In the spring of 1849 during the excitement of the gold rush he left the bank of the Missouri River with a company of adventurers en route to California. They arrived at the Sacramento River on Sept. 19. Hittell spent the winter of 1849 and 1850 at Reading's Diggings (Shasta County).

He would go on to write books on mining with Mining in the Pacific states of North America (1861) and Hittel on Gold Mines and Mining (1864) respectively.

=== Move to San Francisco and writings ===

In 1852 Hittell moved to San Francisco and in 1853 joined the editorial staff of the "Alta California", where he remained employed for the following 25 years. Hittell was the author of numerous books concerning California history, resources, and industries.

He became one of the editorial writers of the Alta California newspaper, a position which he held, though not continuously, for more than twenty-four years. He was known as a hard worker and careful student, as was soon recognized as an authority in matters relating to the industries and resources of the State. In 1862 he published a book called "The Resources of California," and the seventh edition of it appeared in 1879. "A History of San Francisco," from his pen, was issued in 1878. Her has written several other books, numbering at least half a dozen, and has contributed much to cyclopedias and magazines. His range of knowledge was wide, including familiarity with the literature and tongues of Germany, France, Spain, and Italy.

He has been credited with being among the group of people to name Lake Tahoe.

Hittell owned land on Mount Diablo in a location known as Deer Flat. In 1873 an entrepreneur known as J.S. Hall, who had owned and conducted the famous Summit and Tip-Top House in Washington, approached Hittell about building a hotel, and constructing a carriage road to the summit of Mount Diablo. The two failed to come to satisfactory terms, with Hall finding a new place for the construction.

In 1867 Hittell filed a patent for a new Washing Machine which he described as "consisting of an upright paddle-wheel common wash-tub, and is much more expeditious than the Wash-board".

=== Works of fiction ===
In 1878 Hittell wrote versions of famous stories, adding in his own characters and plot. These were Regolstein: A Comedy (1878), based on
La Grande-Duchesse de Gérolstein and Tannwald: A Drama based on Goethe's Faust by Johann Wolfgang von Goethe.

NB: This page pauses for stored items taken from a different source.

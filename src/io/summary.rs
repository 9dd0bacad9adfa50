use anyhow::Result;

use crate::ctx::Ctx;
use crate::model::{Component, FittedModel};
use crate::table::ColumnKind;

pub fn format_summary(ctx: &Ctx) -> Result<String> {
    let version = env!("CARGO_PKG_VERSION");
    let collection = ctx.collection()?;
    let patterns = collection.names_of_kind(ColumnKind::Pattern);

    let mut out = String::new();
    out.push_str(&format!("kira-ppa v{}\n", version));
    out.push_str(&format!(
        "Input: {} samples, patterns={}\n",
        collection.len(),
        patterns.join(",")
    ));

    for s in &ctx.group_summaries {
        out.push_str(&format!(
            "{}={}: n={} mean={:.6} sd={:.6}\n",
            s.covariate, s.level, s.n, s.mean, s.sd
        ));
    }
    if let Some(model) = &ctx.group_model {
        push_model(&mut out, "Group model", model);
    }
    if let Some(model) = &ctx.cross_model {
        push_model(&mut out, "Cross-pattern model", model);
    }
    Ok(out)
}

fn push_model(out: &mut String, title: &str, model: &FittedModel) {
    out.push_str(&format!(
        "{} ({}, n={}, {:.0}% interval):\n",
        title,
        model.id,
        model.n_obs,
        model.confidence_level * 100.0
    ));
    for c in &model.coefficients {
        let prefix = match c.component {
            Component::Mean => "",
            Component::Scale => "  ",
        };
        out.push_str(&format!(
            "  {}{}: {:+.4} [{:+.4}, {:+.4}]\n",
            prefix, c.name, c.estimate, c.lower, c.upper
        ));
    }
}
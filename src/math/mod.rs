pub mod linalg;
pub mod stats;
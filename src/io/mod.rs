use std::fs::File;
use std::io::Read;
use std::path::Path;

use flate2::read::GzDecoder;

pub mod dataset;
pub mod json_writer;
pub mod summary;
pub mod tsv_writer;

pub(crate) fn open_maybe_gz(path: &Path) -> std::io::Result<Box<dyn Read>> {
    let file = File::open(path)?;
    if path.extension().and_then(|s| s.to_str()) == Some("gz") {
        let decoder = GzDecoder::new(file);
        Ok(Box::new(decoder))
    } else {
        Ok(Box::new(file))
    }
}
use anyhow::Result;
use tracing::{info, warn};

use crate::ctx::{Ctx, intensity_column};
use crate::pipeline::Stage;
use crate::spatial::intensity::append_intensity_column;
use crate::table::ColumnKind;

pub struct Stage2Intensity;

impl Stage2Intensity {
    pub fn new() -> Self {
        Self
    }
}

impl Stage for Stage2Intensity {
    fn name(&self) -> &'static str {
        "stage2_intensity"
    }

    fn run(&self, ctx: &mut Ctx) -> Result<()> {
        let patterns = ctx.collection()?.names_of_kind(ColumnKind::Pattern);
        let mut added = 0usize;
        for pattern in &patterns {
            let column = intensity_column(pattern);
            if ctx.collection()?.has_column(&column) {
                warn!(column = %column, "intensity column already present; keeping stored values");
                ctx.warnings
                    .push(format!("kept stored intensity column '{}'", column));
                continue;
            }
            append_intensity_column(ctx.collection_mut()?, pattern, &column)?;
            added += 1;
        }
        info!(columns = added, "intensity_ready");
        Ok(())
    }
}
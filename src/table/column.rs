use std::fmt;

use serde::{Deserialize, Serialize};

use crate::spatial::{DensityField, PointPattern};

#[derive(Debug, Clone, PartialEq, Eq, Serialize, Deserialize)]
pub struct ModelRef {
    pub model_id: String,
}

#[derive(Debug, Clone, Copy, PartialEq, Eq)]
pub enum ColumnKind {
    Pattern,
    Scalar,
    Factor,
    Field,
    ModelRef,
}

impl fmt::Display for ColumnKind {
    fn fmt(&self, f: &mut fmt::Formatter<'_>) -> fmt::Result {
        let name = match self {
            Self::Pattern => "pattern",
            Self::Scalar => "scalar",
            Self::Factor => "factor",
            Self::Field => "field",
            Self::ModelRef => "model_ref",
        };
        f.write_str(name)
    }
}

/// One column of a sample collection; every variant holds one entry per row.
#[derive(Debug, Clone)]
pub enum Column {
    Pattern(Vec<PointPattern>),
    Scalar(Vec<Option<f64>>),
    Factor(Vec<Option<String>>),
    Field(Vec<DensityField>),
    ModelRef(Vec<ModelRef>),
}

impl Column {
    pub fn kind(&self) -> ColumnKind {
        match self {
            Self::Pattern(_) => ColumnKind::Pattern,
            Self::Scalar(_) => ColumnKind::Scalar,
            Self::Factor(_) => ColumnKind::Factor,
            Self::Field(_) => ColumnKind::Field,
            Self::ModelRef(_) => ColumnKind::ModelRef,
        }
    }

    pub fn len(&self) -> usize {
        match self {
            Self::Pattern(v) => v.len(),
            Self::Scalar(v) => v.len(),
            Self::Factor(v) => v.len(),
            Self::Field(v) => v.len(),
            Self::ModelRef(v) => v.len(),
        }
    }

    pub fn is_empty(&self) -> bool {
        self.len() == 0
    }
}
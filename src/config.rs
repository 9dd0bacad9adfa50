use std::path::Path;
use std::time::{Duration, Instant};

use serde::{Deserialize, Serialize};

use crate::error::PpaError;

#[derive(Debug, Clone, Copy, PartialEq, Eq, Serialize, Deserialize)]
#[serde(rename_all = "snake_case")]
pub enum EdgeCorrection {
    None,
    Uniform,
    Diggle,
}

#[derive(Debug, Clone, Copy, PartialEq, Eq, Serialize, Deserialize)]
#[serde(rename_all = "snake_case")]
pub enum ModelCachePolicy {
    /// Load a valid persisted model instead of fitting.
    NeverRefit,
    /// Ignore any persisted model and overwrite it.
    AlwaysRefit,
}

#[derive(Debug, Clone, Copy, PartialEq, Eq, Serialize, Deserialize)]
#[serde(rename_all = "snake_case")]
pub enum MissingPolicy {
    Reject,
    DropRows,
}

/// Explicit analysis configuration handed to every component.
#[derive(Debug, Clone, Serialize, Deserialize)]
#[serde(default)]
pub struct AnalysisConfig {
    /// Grid cells along each axis of a density field.
    pub resolution: usize,
    /// Kernel bandwidth; `None` picks one eighth of the shortest window side.
    pub bandwidth: Option<f64>,
    pub edge_correction: EdgeCorrection,
    pub confidence_level: f64,
    pub model_cache_policy: ModelCachePolicy,
    pub missing_policy: MissingPolicy,
    pub max_iterations: usize,
    pub tolerance: f64,
    /// Prior standard deviation on every group-model coefficient.
    pub prior_sd: f64,
    pub fit_timeout_secs: Option<f64>,
    /// Worker threads for per-sample work (0 = auto).
    pub threads: usize,
}

impl Default for AnalysisConfig {
    fn default() -> Self {
        Self {
            resolution: 128,
            bandwidth: None,
            edge_correction: EdgeCorrection::Uniform,
            confidence_level: 0.95,
            model_cache_policy: ModelCachePolicy::NeverRefit,
            missing_policy: MissingPolicy::Reject,
            max_iterations: 100,
            tolerance: 1e-8,
            prior_sd: 1e3,
            fit_timeout_secs: None,
            threads: 0,
        }
    }
}

impl AnalysisConfig {
    pub fn from_json_file(path: &Path) -> Result<Self, PpaError> {
        let content = std::fs::read_to_string(path)?;
        let config: Self = serde_json::from_str(&content)?;
        config.validate()?;
        Ok(config)
    }

    pub fn validate(&self) -> Result<(), PpaError> {
        if self.resolution < 2 {
            return Err(PpaError::InvalidConfig(format!(
                "resolution must be >= 2 (got {})",
                self.resolution
            )));
        }
        if let Some(bw) = self.bandwidth {
            if !(bw.is_finite() && bw > 0.0) {
                return Err(PpaError::InvalidBandwidth(bw));
            }
        }
        if !(self.confidence_level > 0.0 && self.confidence_level < 1.0) {
            return Err(PpaError::InvalidConfig(format!(
                "confidence_level must be in (0, 1) (got {})",
                self.confidence_level
            )));
        }
        if self.max_iterations == 0 {
            return Err(PpaError::InvalidConfig(
                "max_iterations must be > 0".to_string(),
            ));
        }
        if !(self.tolerance.is_finite() && self.tolerance > 0.0) {
            return Err(PpaError::InvalidConfig(format!(
                "tolerance must be finite and > 0 (got {})",
                self.tolerance
            )));
        }
        if !(self.prior_sd.is_finite() && self.prior_sd > 0.0) {
            return Err(PpaError::InvalidConfig(format!(
                "prior_sd must be finite and > 0 (got {})",
                self.prior_sd
            )));
        }
        if let Some(secs) = self.fit_timeout_secs {
            if !(secs.is_finite() && secs > 0.0) {
                return Err(PpaError::InvalidConfig(format!(
                    "fit_timeout_secs must be finite and > 0 (got {})",
                    secs
                )));
            }
        }
        Ok(())
    }

    pub fn fit_control(&self) -> FitControl {
        FitControl {
            max_iterations: self.max_iterations,
            tolerance: self.tolerance,
            // A timeout too large to represent means no deadline.
            deadline: self
                .fit_timeout_secs
                .and_then(|secs| Duration::try_from_secs_f64(secs).ok())
                .and_then(|limit| Instant::now().checked_add(limit)),
        }
    }
}

/// Iteration limits handed to a numerical engine for one fit.
#[derive(Debug, Clone, Copy)]
pub struct FitControl {
    pub max_iterations: usize,
    pub tolerance: f64,
    pub deadline: Option<Instant>,
}

impl FitControl {
    pub fn expired(&self) -> bool {
        self.deadline.is_some_and(|d| Instant::now() >= d)
    }
}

=== Translations of works by Carl Reichenbach ===
Hittell undertook the first English translations of two works by author Carl Reichenbach. These were Odic-Magnetic Letters and a section of the large work, The Sensitive Man and His Relation to Od, titled Somnambulism and Cramp.

== Religious views and writings ==
Hittell was a known freethinker in the early Freethought movement as well as a Pantheist as described in his book A Plea for Patheism. Of his more well known books is The Evidences Against Christianity.
== Works ==
- The Evidences Against Christianity (Volume 1, Volume 2, 1856)
- A Plea for Pantheism (1857)
- A New System of Phrenology (1857)
- A Brief Statement of the Moral and Legal Merits of the Claim Made by Jos Y (1857)
- Mining in the Pacific states of North America (1861)
- The Resources of California (1863)
- Hittel on Gold Mines and Mining (1864)
- Yosemite: Its Wonders and Its Beauties (1868)
- The Resources of Vallejo (1869)
- All About California, and the Inducements to Settle There (1870)
- A Brief History of Culture (1875)
- A History of The City of San Francisco and Incidentally of the State of California (1878)
- Regolstein: A Comedy (1878) Translated and altered from the French text of the buffoon opera, "The grand duchess of Gerolstein," by H. Meilhac and L. Halevy
- Tannwald: A Drama (1878)
- The Commerce and Industries of the Pacific Coast of North America (1882)
- St. Peter's Catechism (1883)
- Hittell's Hand-Book of Pacific Coast travel (1885)
- A Code of Morals (1888)
- Marshall's Gold Discovery (1893)
- A History of the Mental Growth of Mankind in Ancient Times (1893)
- The Spirit of the Papacy (1895)
- A History of the Mental Growth of Mankind (1899)
- Reform or Revolution? (1900)

== Articles ==
- "The Apotheosis of Steam", in Popular Science Monthly Volume 9, August 1876
- "San Francisco" in The American Cyclopædia, 1879.